- _THE PROBLEM_:
Which lines of the records below contain the word "expect"? Report each of them in full.

BEGIN DATA SUPPLIED

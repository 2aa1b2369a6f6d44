//! Behavioral pattern lookup backed by a pre-trained, externally owned
//! clustering model. The pattern is descriptive context only; it never
//! feeds back into the wellness score.

mod artifact;

pub use artifact::{ClusterModel, ClusterModelError};

use crate::scoring::{DerivedRatios, FinancialSnapshot};
use serde::{Deserialize, Serialize};

/// Number of features the trained artifacts expect, in the order of
/// [`FeatureVector::from_snapshot`].
pub const FEATURE_COUNT: usize = 8;

/// Input to the classifier, in the exact order the model was trained on:
/// annual income, monthly spend, savings percent, emergency fund, total
/// debt, savings amount, expense-to-income, debt-to-income.
#[derive(Debug, Clone, Copy, PartialEq)]
pub struct FeatureVector(pub [f64; FEATURE_COUNT]);

impl FeatureVector {
    pub fn from_snapshot(snapshot: &FinancialSnapshot, ratios: &DerivedRatios) -> Self {
        Self([
            snapshot.annual_income(),
            snapshot.monthly_spend,
            ratios.savings_percent,
            snapshot.emergency_fund,
            snapshot.total_debt,
            snapshot.savings_amount,
            ratios.expense_to_income,
            ratios.debt_to_income,
        ])
    }
}

/// Black-box contract over the externally trained classifier. Implementors
/// are immutable after load and shared process-wide.
pub trait BehavioralClassifier: Send + Sync {
    fn classify(&self, features: &FeatureVector) -> i64;
}

/// Descriptive names for the trained cluster ids. Ids outside the trained
/// set fall back to "Unknown Pattern" rather than erroring.
pub fn cluster_name(cluster_id: i64) -> &'static str {
    match cluster_id {
        0 => "Tight Budget Pattern",
        1 => "Savings-Oriented Pattern",
        2 => "High Cash Flow Pattern",
        _ => "Unknown Pattern",
    }
}

/// Rendered cluster result for presentation layers.
#[derive(Debug, Clone, PartialEq, Eq, Serialize, Deserialize)]
pub struct BehavioralProfile {
    pub cluster_id: i64,
    pub cluster_name: String,
}

impl BehavioralProfile {
    pub fn classify_with(
        classifier: &dyn BehavioralClassifier,
        snapshot: &FinancialSnapshot,
        ratios: &DerivedRatios,
    ) -> Self {
        let features = FeatureVector::from_snapshot(snapshot, ratios);
        let cluster_id = classifier.classify(&features);
        Self {
            cluster_id,
            cluster_name: cluster_name(cluster_id).to_string(),
        }
    }
}
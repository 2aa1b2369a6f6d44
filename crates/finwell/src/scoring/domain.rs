use serde::{Deserialize, Serialize};

/// Raw figures collected from the user. All amounts are monthly dollars
/// except `total_debt` and `emergency_fund`, which are balances.
#[derive(Debug, Clone, Copy, PartialEq, Serialize, Deserialize)]
pub struct FinancialSnapshot {
    pub monthly_income: f64,
    pub monthly_spend: f64,
    pub total_debt: f64,
    pub savings_amount: f64,
    pub emergency_fund: f64,
}

/// Rejections applied at the intake boundary. The scoring functions
/// themselves are total and never re-validate.
#[derive(Debug, thiserror::Error)]
pub enum InputError {
    #[error("{field} must be a finite number")]
    NotFinite { field: &'static str },
    #[error("{field} must not be negative")]
    Negative { field: &'static str },
    #[error("monthly income must be greater than zero")]
    ZeroIncome,
}

impl FinancialSnapshot {
    pub fn new(
        monthly_income: f64,
        monthly_spend: f64,
        total_debt: f64,
        savings_amount: f64,
        emergency_fund: f64,
    ) -> Result<Self, InputError> {
        let fields = [
            ("monthly_income", monthly_income),
            ("monthly_spend", monthly_spend),
            ("total_debt", total_debt),
            ("savings_amount", savings_amount),
            ("emergency_fund", emergency_fund),
        ];
        for (field, value) in fields {
            if !value.is_finite() {
                return Err(InputError::NotFinite { field });
            }
            if value < 0.0 {
                return Err(InputError::Negative { field });
            }
        }
        if monthly_income == 0.0 {
            return Err(InputError::ZeroIncome);
        }

        Ok(Self {
            monthly_income,
            monthly_spend,
            total_debt,
            savings_amount,
            emergency_fund,
        })
    }

    pub fn annual_income(&self) -> f64 {
        self.monthly_income * 12.0
    }
}

/// Liquidity-runway proxy: emergency fund divided by (monthly spend + 1).
/// The +1 keeps the ratio defined when spend is zero. Every consumer of
/// months-of-cover goes through this function so the derivation can never
/// drift between scoring and explanation.
pub fn months_of_cover(emergency_fund: f64, monthly_spend: f64) -> f64 {
    emergency_fund / (monthly_spend + 1.0)
}

/// Ratios the scoring curves operate on, derived once per assessment and
/// shared by scoring, labeling, and explanation.
#[derive(Debug, Clone, Copy, PartialEq, Serialize, Deserialize)]
pub struct DerivedRatios {
    /// Savings as a percentage of monthly income (0–100+).
    pub savings_percent: f64,
    /// Monthly spend divided by monthly income.
    pub expense_to_income: f64,
    /// Total debt divided by annual income.
    pub debt_to_income: f64,
    /// See [`months_of_cover`].
    pub months_emergency_cover: f64,
}

impl DerivedRatios {
    pub fn from_snapshot(snapshot: &FinancialSnapshot) -> Self {
        Self {
            savings_percent: snapshot.savings_amount / snapshot.monthly_income * 100.0,
            expense_to_income: snapshot.monthly_spend / snapshot.monthly_income,
            debt_to_income: snapshot.total_debt / snapshot.annual_income(),
            months_emergency_cover: months_of_cover(
                snapshot.emergency_fund,
                snapshot.monthly_spend,
            ),
        }
    }
}
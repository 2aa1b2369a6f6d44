use crate::clusters::ClusterModelError;
use crate::config::ConfigError;
use crate::scoring::InputError;
use crate::telemetry::TelemetryError;
use axum::http::StatusCode;
use axum::response::{IntoResponse, Response};
use axum::Json;
use serde_json::json;
use std::fmt;

#[derive(Debug)]
pub enum AppError {
    Config(ConfigError),
    Telemetry(TelemetryError),
    Io(std::io::Error),
    Server(axum::Error),
    Input(InputError),
    Model(ClusterModelError),
}

impl fmt::Display for AppError {
    fn fmt(&self, f: &mut fmt::Formatter<'_>) -> fmt::Result {
        match self {
            AppError::Config(err) => write!(f, "configuration error: {}", err),
            AppError::Telemetry(err) => write!(f, "telemetry error: {}", err),
            AppError::Io(err) => write!(f, "io error: {}", err),
            AppError::Server(err) => write!(f, "server error: {}", err),
            AppError::Input(err) => write!(f, "invalid input: {}", err),
            AppError::Model(err) => write!(f, "model error: {}", err),
        }
    }
}

impl std::error::Error for AppError {
    fn source(&self) -> Option<&(dyn std::error::Error + 'static)> {
        match self {
            AppError::Config(err) => Some(err),
            AppError::Telemetry(err) => Some(err),
            AppError::Io(err) => Some(err),
            AppError::Server(err) => Some(err),
            AppError::Input(err) => Some(err),
            AppError::Model(err) => Some(err),
        }
    }
}

impl IntoResponse for AppError {
    fn into_response(self) -> Response {
        let status = match self {
            AppError::Input(_) => StatusCode::BAD_REQUEST,
            AppError::Config(_)
            | AppError::Telemetry(_)
            | AppError::Io(_)
            | AppError::Server(_)
            | AppError::Model(_) => StatusCode::INTERNAL_SERVER_ERROR,
        };

        let body = Json(json!({ "error": self.to_string() }));
        (status, body).into_response()
    }
}

impl From<ConfigError> for AppError {
    fn from(value: ConfigError) -> Self {
        Self::Config(value)
    }
}

impl From<TelemetryError> for AppError {
    fn from(value: TelemetryError) -> Self {
        Self::Telemetry(value)
    }
}

impl From<std::io::Error> for AppError {
    fn from(value: std::io::Error) -> Self {
        Self::Io(value)
    }
}

impl From<axum::Error> for AppError {
    fn from(value: axum::Error) -> Self {
        Self::Server(value)
    }
}

impl From<InputError> for AppError {
    fn from(value: InputError) -> Self {
        Self::Input(value)
    }
}

impl From<ClusterModelError> for AppError {
    fn from(value: ClusterModelError) -> Self {
        Self::Model(value)
    }
}
use crate::cli::ServeArgs;
use crate::infra::{load_classifier, AppState};
use crate::routes::app_router;
use axum::Extension;
use axum_prometheus::PrometheusMetricLayer;
use finwell::config::AppConfig;
use finwell::error::AppError;
use finwell::telemetry;
use std::sync::atomic::Ordering;
use std::sync::Arc;
use tracing::info;

pub(crate) async fn run(mut args: ServeArgs) -> Result<(), AppError> {
    let mut config = AppConfig::load()?;

    if let Some(host) = args.host.take() {
        config.server.host = host;
    }
    if let Some(port) = args.port.take() {
        config.server.port = port;
    }
    if let Some(model_dir) = args.model_dir.take() {
        config.model.artifact_dir = Some(model_dir);
    }

    telemetry::init(&config.telemetry)?;

    let classifier = load_classifier(&config.model)?;

    let (prometheus_layer, prometheus_handle) = PrometheusMetricLayer::pair();
    let readiness_flag = Arc::new(std::sync::atomic::AtomicBool::new(false));
    let app_state = AppState {
        readiness: readiness_flag.clone(),
        metrics: Arc::new(prometheus_handle),
        classifier,
    };

    let app = app_router()
        .layer(Extension(app_state))
        .layer(prometheus_layer);

    let addr = config.server.socket_addr()?;
    let listener = tokio::net::TcpListener::bind(addr).await?;
    readiness_flag.store(true, Ordering::Release);

    info!(?config.environment, %addr, "wellness scoring service ready");

    axum::serve(listener, app).await?;
    Ok(())
}
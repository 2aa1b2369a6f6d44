//! End-to-end specifications for the wellness scoring pipeline: raw figures
//! through derived ratios, scoring, labeling, and explanation, exercised via
//! the public API only.

use finwell::clusters::{BehavioralClassifier, BehavioralProfile, FeatureVector};
use finwell::scoring::{
    calculate_wellness_score, score_explanation, wellness_label, DerivedRatios, FinancialSnapshot,
    ScoreFactor, WellnessAssessment, WellnessLevel,
};

fn snapshot(
    monthly_income: f64,
    monthly_spend: f64,
    total_debt: f64,
    savings_amount: f64,
    emergency_fund: f64,
) -> FinancialSnapshot {
    FinancialSnapshot::new(
        monthly_income,
        monthly_spend,
        total_debt,
        savings_amount,
        emergency_fund,
    )
    .expect("valid snapshot")
}

#[test]
fn reference_household_scores_strong() {
    let snapshot = snapshot(5000.0, 3000.0, 50000.0, 1000.0, 20000.0);
    let ratios = DerivedRatios::from_snapshot(&snapshot);

    assert!((ratios.savings_percent - 20.0).abs() < 1e-9);
    assert!((ratios.expense_to_income - 0.6).abs() < 1e-9);
    assert!((ratios.debt_to_income - 0.8333).abs() < 1e-3);
    assert!(ratios.months_emergency_cover > 6.0);

    let score = calculate_wellness_score(&ratios);
    assert_eq!(score, 83.67);
    assert_eq!(wellness_label(score), WellnessLevel::Strong);
}

#[test]
fn assessment_breakdown_matches_reference_subscores() {
    let assessment =
        WellnessAssessment::for_snapshot(&snapshot(5000.0, 3000.0, 50000.0, 1000.0, 20000.0));

    let factor_points = |factor: ScoreFactor| {
        assessment
            .components
            .iter()
            .find(|component| component.factor == factor)
            .map(|component| component.points)
            .expect("factor present")
    };

    assert!((factor_points(ScoreFactor::ExpenseDiscipline) - 16.6667).abs() < 1e-3);
    assert!((factor_points(ScoreFactor::DebtBurden) - 26.0).abs() < 1e-9);
    assert!((factor_points(ScoreFactor::EmergencyReserve) - 25.0).abs() < 1e-9);
    assert!((factor_points(ScoreFactor::SavingsQuality) - 16.0).abs() < 1e-9);
}

#[test]
fn distressed_household_scores_critical_with_full_reasons() {
    // Spending above income, debt over two years of income, no reserves.
    let snapshot = snapshot(2000.0, 2400.0, 60000.0, 0.0, 500.0);
    let assessment = WellnessAssessment::for_snapshot(&snapshot);

    assert!(assessment.score < 35.0);
    assert_eq!(assessment.level, WellnessLevel::Critical);
    assert_eq!(
        assessment.reasons,
        vec![
            "Spending consumes most of income".to_string(),
            "Savings rate is too low".to_string(),
            "Debt level is dangerously high".to_string(),
            "Emergency fund is critically insufficient".to_string(),
        ]
    );
}

#[test]
fn balanced_household_gets_fallback_reason() {
    // Spend ratio 0.4, savings rate 25%, no debt, 10+ months of cover.
    let snapshot = snapshot(6000.0, 2400.0, 0.0, 1500.0, 30000.0);
    let assessment = WellnessAssessment::for_snapshot(&snapshot);

    assert_eq!(assessment.level, WellnessLevel::Excellent);
    assert_eq!(
        assessment.reasons,
        vec!["Financial behavior is balanced and resilient".to_string()]
    );
}

#[test]
fn labeling_and_explanation_share_the_scoring_ratios() {
    let snapshot = snapshot(4000.0, 3900.0, 0.0, 200.0, 1000.0);
    let assessment = WellnessAssessment::for_snapshot(&snapshot);

    // Spend ratio 0.975 sits in the decay band; explanation flags the same
    // direction at its looser 0.7 threshold.
    assert!(assessment.ratios.expense_to_income > 0.7);
    assert!(assessment
        .reasons
        .contains(&"Spending consumes most of income".to_string()));
    assert_eq!(assessment.level, wellness_label(assessment.score));
}

#[test]
fn scoring_needs_no_classifier_but_accepts_one() {
    struct AlwaysUnknown;

    impl BehavioralClassifier for AlwaysUnknown {
        fn classify(&self, _features: &FeatureVector) -> i64 {
            42
        }
    }

    let snapshot = snapshot(5000.0, 3000.0, 50000.0, 1000.0, 20000.0);
    let ratios = DerivedRatios::from_snapshot(&snapshot);

    // Score and reasons are complete without any model involvement.
    assert_eq!(calculate_wellness_score(&ratios), 83.67);
    assert!(!score_explanation(&ratios).is_empty());

    // An out-of-set id from the collaborator degrades to the default name.
    let profile = BehavioralProfile::classify_with(&AlwaysUnknown, &snapshot, &ratios);
    assert_eq!(profile.cluster_name, "Unknown Pattern");
}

END DATA SUPPLIED

- _TASK RESPONSE_:
/// Number of features the trained artifacts expect, in the order of
    .expect("valid snapshot")
            .expect("factor present")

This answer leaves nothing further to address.